На что уж Кучумов угрюм и молчалив – временами вообще кажется, что он немой, от рожденья такой инвалид, сутками слова не произнесет, особенно, когда жена с делом каким-нибудь бабьим начнет приставать, а с Рублем говорит охотно, поучает его, побасенки всякие рассказывает, опытом, так сказать, делится.
Вывалились они на улицу, в серый шевелящийся снег, чтоб растереться малость, прийти в себя от ночной одури и холодной спертости избушки, в которой рвались впустую легкие, Чириков выхватил из штанов зубную щетку, зачерпнул в ладонь снега, горкой навалил его на щетку, сунул в рот и давай ожесточенно тереть челюсти, приплясывать на крутом утоптанном пятаке, чтобы подошвы не примерзли, Кучумов поглядел на напарника сожалеюще, темная печаль, будто плач по покойнику, потекла у него из глаз.
«Дур-рак, чего же ты делаешь? Весь хохотальник себе разрушишь – сотрешь все зубы! Одни дырки останутся», – хотел было сказать он, но не сказал, выбрал местечко помягче, зачерпнул в ладонь снежку и приложил к лицу – и грязь оттягивает, и голову остужает – из мозгов всякая закись уходит, и бодрит… Хорошо!
Вдруг он ссыпал из ладони снег и выпрямился с напряженным, жестко подобравшимся лицом, а глаза… глаза перестали сочиться печалью, тело его из тяжеловатого, еще не отошедшего от сна, сделалось легким, сторожким. Чем-то он сейчас напоминал хорошую умную собаку, Кучумов, что и шелест ситцевой тряпки, повешенной на куст сушиться, засекает, и подсеченный горловой крик далекой птицы, на которую навалилась лиса, и дуновение слабого ветра, взрябившего макушку сопки, – все примечает и все откладывает в памяти: а вдруг пригодится? По щекам его побежала дрожь – далеко-далеко, за семью долами прозвучал смазанный сырой щелчок.
Чириков тоже услышал щелчок, выдернул щетку изо рта и так, не разгибаясь, скрюченный, тоже замер. Изумление его было нехорошим.
– Стреляют, похоже, – проговорил он неуверенно. – Из мелкашки.
– Из дробовика.
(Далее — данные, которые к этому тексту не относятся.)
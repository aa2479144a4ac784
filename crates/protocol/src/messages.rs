//! Message taxonomy for discovery and transfer.
//!
//! Messages are discriminated by a string `type` field so that a captured
//! datagram or stream is readable with any JSON tool. Chunk payloads are
//! base64-encoded to stay representable inside JSON.

use std::net::Ipv4Addr;

use serde::{Deserialize, Serialize};

/// A single wire message.
///
/// `HEARTBEAT` travels over UDP broadcast; everything else belongs to the
/// TCP transfer conversation. The state machines on both sides match this
/// enum exhaustively, so an unexpected variant in a given state is a
/// protocol violation, not a parse error.
#[derive(Debug, Clone, PartialEq, Serialize, Deserialize)]
#[serde(tag = "type")]
pub enum Message {
    /// Periodic presence announcement. `ip`/`port` identify the node's TCP
    /// transfer endpoint and are authoritative over the datagram source.
    #[serde(rename = "HEARTBEAT")]
    Heartbeat {
        name: String,
        ip: Ipv4Addr,
        port: u16,
        os: String,
    },

    /// Opens a transfer: the sender proposes one file.
    #[serde(rename = "FILE_OFFER")]
    FileOffer {
        filename: String,
        size: u64,
        md5: String,
    },

    /// Receiver accepted the offer; metadata and chunks may follow.
    #[serde(rename = "FILE_ACCEPT")]
    FileAccept,

    /// Receiver declined the offer (or timed out deciding).
    #[serde(rename = "FILE_REJECT")]
    FileReject {
        #[serde(default, skip_serializing_if = "Option::is_none")]
        reason: Option<String>,
    },

    /// Chunking parameters for the accepted file.
    #[serde(rename = "FILE_META")]
    FileMeta { chunks: u64, chunk_size: u32 },

    /// One slice of the file body. `seq` is 0-based and strictly increasing.
    #[serde(rename = "FILE_CHUNK")]
    FileChunk {
        seq: u64,
        #[serde(with = "base64_bytes")]
        data: Vec<u8>,
    },

    /// All chunks sent; echoes the offer digest.
    #[serde(rename = "FILE_DONE")]
    FileDone { md5: String },

    /// Receiver's digest matched the sender's.
    #[serde(rename = "FILE_VERIFY_OK")]
    FileVerifyOk,

    /// Receiver's digest did not match; the partial file was discarded.
    #[serde(rename = "FILE_VERIFY_FAIL")]
    FileVerifyFail { expected: String, got: String },
}

impl Message {
    /// The wire `type` tag, for logs and protocol-violation errors.
    ///
    /// (Chunk payloads make `Debug` output unusable for this.)
    pub fn kind(&self) -> &'static str {
        match self {
            Message::Heartbeat { .. } => "HEARTBEAT",
            Message::FileOffer { .. } => "FILE_OFFER",
            Message::FileAccept => "FILE_ACCEPT",
            Message::FileReject { .. } => "FILE_REJECT",
            Message::FileMeta { .. } => "FILE_META",
            Message::FileChunk { .. } => "FILE_CHUNK",
            Message::FileDone { .. } => "FILE_DONE",
            Message::FileVerifyOk => "FILE_VERIFY_OK",
            Message::FileVerifyFail { .. } => "FILE_VERIFY_FAIL",
        }
    }
}

mod base64_bytes {
    use base64::{engine::general_purpose::STANDARD, Engine};
    use serde::{Deserialize, Deserializer, Serialize, Serializer};

    pub fn serialize<S: Serializer>(data: &[u8], serializer: S) -> Result<S::Ok, S::Error> {
        STANDARD.encode(data).serialize(serializer)
    }

    pub fn deserialize<'de, D: Deserializer<'de>>(deserializer: D) -> Result<Vec<u8>, D::Error> {
        let s = String::deserialize(deserializer)?;
        STANDARD.decode(&s).map_err(serde::de::Error::custom)
    }
}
И патроны, замечу, Рубель, не государственные, не папковые, как у тебя, а самонасыпные.
Понятно, что хотел подчеркнуть старшой: патроны самонасыпные посильнее магазинных будут, в них пороха кладется больше, – не настолько, правда, чтоб гильзу вместе со стволами разворачивало, как таежный цветок саранку, а в меру; раз пороха больше, то и дробовая часть потяжелее, – бьют такими патронами далеко и кучно. И нет спасения от самонасыпного заряда ни соболю, ни лисе, ни выдре, ни человеку – никому!
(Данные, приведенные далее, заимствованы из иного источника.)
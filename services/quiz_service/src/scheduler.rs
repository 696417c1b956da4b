//! services/quiz_service/src/scheduler.rs
//!
//! Drives quiz statuses from their open/close window.
//!
//! Statuses only ever change through the explicit `activate`, `deactivate` and
//! `expire` transitions; this module is simply the caller that issues them on a
//! timer.

use futures::future::try_join_all;
use quiz_core::{QuizResult, QuizStatus};
use tracing::{debug, info};

use crate::service::QuizService;

/// Brings every stored quiz in line with `scheduled_status(now)`.
/// Returns how many quizzes changed.
pub async fn sync_statuses(service: &QuizService) -> QuizResult<usize> {
    let now = service.now();
    let stale: Vec<_> = service
        .list_quizzes()
        .await?
        .into_iter()
        .filter_map(|quiz| {
            let wanted = quiz.scheduled_status(now);
            (wanted != quiz.status).then_some((quiz, wanted))
        })
        .collect();

    if stale.is_empty() {
        debug!("All quiz statuses up to date.");
        return Ok(0);
    }

    let updates = stale.into_iter().map(|(mut quiz, wanted)| async move {
        match wanted {
            QuizStatus::Pending => service.deactivate(&mut quiz).await,
            QuizStatus::Active => service.activate(&mut quiz).await,
            QuizStatus::Expired => service.expire(&mut quiz).await,
        }
    });
    let changed = try_join_all(updates).await?.len();

    info!(changed, "Quiz statuses synchronized.");
    Ok(changed)
}
//! crates/quiz_core/src/error.rs
//!
//! The error type for the quiz engine's own rules, wrapping `PortError` for
//! failures that come from the external collaborators.

use crate::domain::QuestionId;
use crate::ports::PortError;

#[derive(Debug, thiserror::Error)]
pub enum QuizError {
    /// A graded response referenced a question that is not part of the session.
    #[error("Question {0} is not assigned to this session")]
    QuestionNotFound(QuestionId),

    #[error("Invalid quiz definition: {0}")]
    InvalidDefinition(String),

    #[error("Category '{0}' is already registered")]
    CategoryAlreadyRegistered(String),

    #[error("Service Port Error: {0}")]
    Port(#[from] PortError),
}

/// A convenience type alias for `Result<T, QuizError>`.
pub type QuizResult<T> = Result<T, QuizError>;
– Кто же это может быть, а, Алексеич? Охотников наших здесь вроде бы нет… А? Поймать бы! – Чириков тряхнул руками, сбивая с них снег и твердое ледяное крошево, спрятал зубную щетку, по глазам старшого, из которых снова начали сочиться плач и печаль, понял: если понадобится – они стрелявшего поймают. – Браконьер, значит, – утвердился в своей мысли Чириков, – соболя бьет! – Протер пальцами глаза, помотал головой: едок и крут снег, вышибает слезы.
Кучумов тем временем снова вздрогнул, подобрался всем телом – в напружиненной стойке его проглянуло что-то непрощающее, жесткое, худо будет браконьеру, если тот попадет егерю в руки, все внутренности отмолотит, на щеках заездили крупные каменные желваки – от второго далекого щелчка Кучумов сморщился, словно стреляли не в соболя, а в него самого.
Круто повернулся и пошел в зимовье – завтракать. Но по тому, как шел он, видно было – задумался егерь. И мысль его, конечно, была об одном – о браконьере. Надо бы взять паскудника. Догнать, завалить, связать, пушнину оприходовать, а самого – на скамью подсудимых.
Хоть и припекал мороз, а ветерок все же появился, поднял со снега разный сор, прогнал со свистом и недобрым хмыканьем – а ведь это пурга рождается! Родившись, она может мертво запечатать их в помещении. Чириков постоял еще немного на улице, слушая: не раздадутся ли новые выстрелы? – выстрелов больше не было, и он последовал за старшим завтракать.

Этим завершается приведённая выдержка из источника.